The Diplomat
Unemployment rose by 22.9 percent in Spain throughout 2020 as a result of the COVID-19 pandemic, putting an end to seven consecutive years of falling unemployment and representing the largest annual increase since 2009, when it rose by almost 800,000 people.
In 2020, 724,532 new unemployed were recorded, bringing the total number of unemployed at the end of the year to 3,888,137, the highest since May 2016. Last December alone, unemployment registered at the offices of the State Employment Service (SEPE) increased by 36,825 people (0.96%) compared to the previous month, the worst figure recorded in December since 2009, in the midst of the financial crisis, according to the latest data from the Ministry of Labour and Social Economy, made public yesterday by the Secretary of State for Labour and Social Economy, Joaquín Pérez Rey.
According to the Ministry, the impact of the pandemic on economic activity has been “an anomaly that has cut short the Christmas campaign”. In any case, he said, the increase in unemployment has been “almost seven times less in the last quarter of the year than in the first wave of the pandemic”. The balance sheet does not include workers who have been suspended from work or whose hours have been reduced as a result of an ERTE, who are not counted as unemployed. At the end of 2020, the number of workers in ERTE was over 755,000, well below the 3.4 million recorded during the peak of the pandemic.
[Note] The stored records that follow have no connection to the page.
//! UI rendering
//!
//! Rendering functions that convert App state into terminal output using
//! ratatui widgets. All functions are pure (no I/O), taking state and the
//! current instant and drawing into a frame.

mod header;
mod input;
mod meter;
mod overlay;
mod status;
mod wall;

use hawkins_app::{App, view};
use hawkins_core::{Beeper, Timestamp};
use ratatui::{
    Frame,
    layout::{Constraint, Direction, Layout, Rect},
    style::{Color, Style},
    widgets::Block,
};

/// Size of the hidden logo click target in the top-left corner.
const LOGO_WIDTH: u16 = 4;
const LOGO_HEIGHT: u16 = 2;

/// Background of the whole screen while the walls bleed.
const BLOOD: Color = Color::Rgb(48, 0, 0);

/// Area of the hidden logo inside a screen of `screen` size.
///
/// The logo keeps its place whether or not the possession screen covers it.
pub fn logo_area(screen: Rect) -> Rect {
    Rect {
        x: screen.x,
        y: screen.y,
        width: LOGO_WIDTH.min(screen.width),
        height: LOGO_HEIGHT.min(screen.height),
    }
}

/// Render the entire UI.
pub fn render<I: Timestamp, B: Beeper>(frame: &mut Frame, app: &App<I, B>, now: I) {
    const HEADER_HEIGHT: u16 = 4;
    const WALL_MIN_HEIGHT: u16 = 8;
    const METER_HEIGHT: u16 = 4;
    const HINT_HEIGHT: u16 = 1;
    const INPUT_HEIGHT: u16 = 3;
    const STATUS_HEIGHT: u16 = 1;

    let session = app.session();
    let area = frame.area();

    if session.is_possessed() {
        overlay::render_possessed(frame, session, now, area);
        return;
    }

    if view::blood_overlay(session) {
        frame.render_widget(Block::default().style(Style::default().bg(BLOOD)), area);
    }

    let chunks = Layout::default()
        .direction(Direction::Vertical)
        .constraints([
            Constraint::Length(HEADER_HEIGHT),
            Constraint::Min(WALL_MIN_HEIGHT),
            Constraint::Length(METER_HEIGHT),
            Constraint::Length(HINT_HEIGHT),
            Constraint::Length(INPUT_HEIGHT),
            Constraint::Length(STATUS_HEIGHT),
        ])
        .split(area);

    let [header_area, wall_area, meter_area, hint_area, input_area, status_area] =
        chunks.as_ref()
    else {
        return;
    };

    header::render(frame, logo_area(area), *header_area);
    wall::render(frame, session, *wall_area);
    meter::render(frame, session, *meter_area);
    meter::render_hint(frame, session, *hint_area);
    input::render(frame, session, *input_area);
    status::render(frame, session, *status_area);

    if session.just_recovered() {
        overlay::render_recovery(frame, *wall_area);
    }
}

/// Rectangle of at most `width` x `height` centered in `area`.
fn centered(area: Rect, width: u16, height: u16) -> Rect {
    let width = width.min(area.width);
    let height = height.min(area.height);
    Rect {
        x: area.x + (area.width - width) / 2,
        y: area.y + (area.height - height) / 2,
        width,
        height,
    }
}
Unemployment increased in 2020 in all sectors, but was particularly high in agriculture (29.2%), services (22.8%), construction (16.1%) and industry (14.6%), joined by workers without previous employment, whose unemployment increased by 35.9%. By gender, female unemployment rose by 21.2% and male unemployment by 25.1%, although the absolute figures indicate higher unemployment among women by the end of 2020, with 2.225 million compared to 1.663 million among men. Furthermore, unemployment among young people under 25 years of age increased by no less than 47.1% in 2020, while that of people over 25 increased by 20.8%.
The rise in unemployment in 2020 was particularly serious in the Autonomous Communities of Andalusia (with 191,503 new unemployed), Catalonia (109,487), Madrid (93,184), Valencia (80,137) and the Canary Islands (61,188).